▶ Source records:
[Start of Attachment]
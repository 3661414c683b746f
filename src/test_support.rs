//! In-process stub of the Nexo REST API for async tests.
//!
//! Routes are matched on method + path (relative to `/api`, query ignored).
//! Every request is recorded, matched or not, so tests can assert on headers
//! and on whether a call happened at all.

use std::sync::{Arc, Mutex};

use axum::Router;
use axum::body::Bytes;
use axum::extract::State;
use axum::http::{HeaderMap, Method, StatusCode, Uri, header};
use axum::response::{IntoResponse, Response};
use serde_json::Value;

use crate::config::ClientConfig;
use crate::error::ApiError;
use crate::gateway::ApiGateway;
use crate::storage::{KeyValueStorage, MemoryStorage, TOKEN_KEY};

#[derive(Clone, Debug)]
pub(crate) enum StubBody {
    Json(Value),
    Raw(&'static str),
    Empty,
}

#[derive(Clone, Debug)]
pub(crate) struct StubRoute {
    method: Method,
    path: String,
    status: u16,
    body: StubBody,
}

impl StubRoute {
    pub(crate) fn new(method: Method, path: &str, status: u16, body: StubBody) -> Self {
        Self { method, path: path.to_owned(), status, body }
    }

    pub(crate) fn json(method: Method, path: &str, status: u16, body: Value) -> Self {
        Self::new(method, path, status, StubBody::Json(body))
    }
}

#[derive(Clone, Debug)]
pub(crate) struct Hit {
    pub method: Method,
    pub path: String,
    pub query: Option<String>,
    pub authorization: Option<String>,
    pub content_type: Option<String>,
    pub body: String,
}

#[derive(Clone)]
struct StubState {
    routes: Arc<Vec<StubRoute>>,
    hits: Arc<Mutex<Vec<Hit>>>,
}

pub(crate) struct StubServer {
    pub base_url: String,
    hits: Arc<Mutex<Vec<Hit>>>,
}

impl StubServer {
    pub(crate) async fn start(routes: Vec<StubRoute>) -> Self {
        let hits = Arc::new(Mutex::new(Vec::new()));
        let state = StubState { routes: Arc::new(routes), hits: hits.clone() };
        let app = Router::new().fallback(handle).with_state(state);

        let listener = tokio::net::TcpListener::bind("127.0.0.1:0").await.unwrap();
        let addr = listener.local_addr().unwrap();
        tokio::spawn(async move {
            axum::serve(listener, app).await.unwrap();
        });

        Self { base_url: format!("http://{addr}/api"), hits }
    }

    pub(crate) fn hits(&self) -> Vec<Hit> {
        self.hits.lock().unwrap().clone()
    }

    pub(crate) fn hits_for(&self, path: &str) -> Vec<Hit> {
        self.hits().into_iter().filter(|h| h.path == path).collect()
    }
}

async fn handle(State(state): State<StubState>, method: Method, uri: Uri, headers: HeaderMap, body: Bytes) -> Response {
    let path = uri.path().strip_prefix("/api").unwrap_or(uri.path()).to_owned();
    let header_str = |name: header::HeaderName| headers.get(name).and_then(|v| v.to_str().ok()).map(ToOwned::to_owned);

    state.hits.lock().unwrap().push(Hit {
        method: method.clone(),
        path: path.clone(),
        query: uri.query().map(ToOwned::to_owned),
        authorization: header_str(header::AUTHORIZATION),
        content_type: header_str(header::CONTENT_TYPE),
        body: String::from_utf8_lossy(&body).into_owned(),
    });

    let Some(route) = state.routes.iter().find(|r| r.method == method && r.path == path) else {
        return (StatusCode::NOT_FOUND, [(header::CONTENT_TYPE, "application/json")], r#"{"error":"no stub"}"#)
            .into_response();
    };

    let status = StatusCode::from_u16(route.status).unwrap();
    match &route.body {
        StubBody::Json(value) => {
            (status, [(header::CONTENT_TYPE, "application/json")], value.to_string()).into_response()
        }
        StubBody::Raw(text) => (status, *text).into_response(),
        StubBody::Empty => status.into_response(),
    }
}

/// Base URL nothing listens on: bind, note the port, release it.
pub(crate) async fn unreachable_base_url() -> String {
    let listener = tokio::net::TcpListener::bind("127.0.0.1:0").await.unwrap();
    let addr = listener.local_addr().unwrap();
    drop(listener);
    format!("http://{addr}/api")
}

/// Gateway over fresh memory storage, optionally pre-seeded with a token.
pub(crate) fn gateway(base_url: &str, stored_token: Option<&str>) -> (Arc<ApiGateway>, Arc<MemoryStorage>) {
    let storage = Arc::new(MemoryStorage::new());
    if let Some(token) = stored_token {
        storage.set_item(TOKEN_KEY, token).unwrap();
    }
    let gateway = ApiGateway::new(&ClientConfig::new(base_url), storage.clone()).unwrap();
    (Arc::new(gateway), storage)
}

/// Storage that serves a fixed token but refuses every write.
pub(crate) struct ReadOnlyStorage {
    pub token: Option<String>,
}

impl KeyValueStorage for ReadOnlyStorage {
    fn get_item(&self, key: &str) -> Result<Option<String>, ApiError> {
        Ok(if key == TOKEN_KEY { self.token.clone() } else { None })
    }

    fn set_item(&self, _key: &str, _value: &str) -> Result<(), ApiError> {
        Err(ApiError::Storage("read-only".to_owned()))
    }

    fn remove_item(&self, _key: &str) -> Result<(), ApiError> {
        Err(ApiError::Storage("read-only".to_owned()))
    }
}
[End of Attachment]
▶ EXERCISE INSTRUCTIONS:
Repeat, exactly and in full, the records shown above.

▶ WRITTEN SOLUTION:
repository 3661414c683b746f
filename src/test_support.rs
//! In-process stub of the Nexo REST API for async tests.
//!
//! Routes are matched on method + path (relative to `/api`, query ignored).
//! Every request is recorded, matched or not, so tests can assert on headers
//! and on whether a call happened at all.

use std::sync::{Arc, Mutex};

use axum::Router;
use axum::body::Bytes;
use axum::extract::State;
use axum::http::{HeaderMap, Method, StatusCode, Uri, header};
use axum::response::{IntoResponse, Response};
use serde_json::Value;

use crate::config::ClientConfig;
use crate::error::ApiError;
use crate::gateway::ApiGateway;
use crate::storage::{KeyValueStorage, MemoryStorage, TOKEN_KEY};

#[derive(Clone, Debug)]
pub(crate) enum StubBody {
    Json(Value),
    Raw(&'static str),
    Empty,
}

#[derive(Clone, Debug)]
pub(crate) struct StubRoute {
    method: Method,
    path: String,
    status: u16,
    body: StubBody,
}

impl StubRoute {
    pub(crate) fn new(method: Method, path: &str, status: u16, body: StubBody) -> Self {
        Self { method, path: path.to_owned(), status, body }
    }

    pub(crate) fn json(method: Method, path: &str, status: u16, body: Value) -> Self {
        Self::new(method, path, status, StubBody::Json(body))
    }
}

#[derive(Clone, Debug)]
pub(crate) struct Hit {
    pub method: Method,
    pub path: String,
    pub query: Option<String>,
    pub authorization: Option<String>,
    pub content_type: Option<String>,
    pub body: String,
}

#[derive(Clone)]
struct StubState {
    routes: Arc<Vec<StubRoute>>,
    hits: Arc<Mutex<Vec<Hit>>>,
}

pub(crate) struct StubServer {
    pub base_url: String,
    hits: Arc<Mutex<Vec<Hit>>>,
}

impl StubServer {
    pub(crate) async fn start(routes: Vec<StubRoute>) -> Self {
        let hits = Arc::new(Mutex::new(Vec::new()));
        let state = StubState { routes: Arc::new(routes), hits: hits.clone() };
        let app = Router::new().fallback(handle).with_state(state);

        let listener = tokio::net::TcpListener::bind("127.0.0.1:0").await.unwrap();
        let addr = listener.local_addr().unwrap();
        tokio::spawn(async move {
            axum::serve(listener, app).await.unwrap();
        });

        Self { base_url: format!("http://{addr}/api"), hits }
    }

    pub(crate) fn hits(&self) -> Vec<Hit> {
        self.hits.lock().unwrap().clone()
    }

    pub(crate) fn hits_for(&self, path: &str) -> Vec<Hit> {
        self.hits().into_iter().filter(|h| h.path == path).collect()
    }
}

async fn handle(State(state): State<StubState>, method: Method, uri: Uri, headers: HeaderMap, body: Bytes) -> Response {
    let path = uri.path().strip_prefix("/api").unwrap_or(uri.path()).to_owned();
    let header_str = |name: header::HeaderName| headers.get(name).and_then(|v| v.to_str().ok()).map(ToOwned::to_owned);

    state.hits.lock().unwrap().push(Hit {
        method: method.clone(),
        path: path.clone(),
        query: uri.query().map(ToOwned::to_owned),
        authorization: header_str(header::AUTHORIZATION),
        content_type: header_str(header::CONTENT_TYPE),
        body: String::from_utf8_lossy(&body).into_owned(),
    });

    let Some(route) = state.routes.iter().find(|r| r.method == method && r.path == path) else {
        return (StatusCode::NOT_FOUND, [(header::CONTENT_TYPE, "application/json")], r#"{"error":"no stub"}"#)
            .into_response();
    };

    let status = StatusCode::from_u16(route.status).unwrap();
    match &route.body {
        StubBody::Json(value) => {
            (status, [(header::CONTENT_TYPE, "application/json")], value.to_string()).into_response()
        }
        StubBody::Raw(text) => (status, *text).into_response(),
        StubBody::Empty => status.into_response(),
    }
}

/// Base URL nothing listens on: bind, note the port, release it.
pub(crate) async fn unreachable_base_url() -> String {
    let listener = tokio::net::TcpListener::bind("127.0.0.1:0").await.unwrap();
    let addr = listener.local_addr().unwrap();
    drop(listener);
    format!("http://{addr}/api")
}

/// Gateway over fresh memory storage, optionally pre-seeded with a token.
pub(crate) fn gateway(base_url: &str, stored_token: Option<&str>) -> (Arc<ApiGateway>, Arc<MemoryStorage>) {
    let storage = Arc::new(MemoryStorage::new());
    if let Some(token) = stored_token {
        storage.set_item(TOKEN_KEY, token).unwrap();
    }
    let gateway = ApiGateway::new(&ClientConfig::new(base_url), storage.clone()).unwrap();
    (Arc::new(gateway), storage)
}

/// Storage that serves a fixed token but refuses every write.
pub(crate) struct ReadOnlyStorage {
    pub token: Option<String>,
}

impl KeyValueStorage for ReadOnlyStorage {
    fn get_item(&self, key: &str) -> Result<Option<String>, ApiError> {
        Ok(if key == TOKEN_KEY { self.token.clone() } else { None })
    }

    fn set_item(&self, _key: &str, _value: &str) -> Result<(), ApiError> {
        Err(ApiError::Storage("read-only".to_owned()))
    }

    fn remove_item(&self, _key: &str) -> Result<(), ApiError> {
        Err(ApiError::Storage("read-only".to_owned()))
    }
}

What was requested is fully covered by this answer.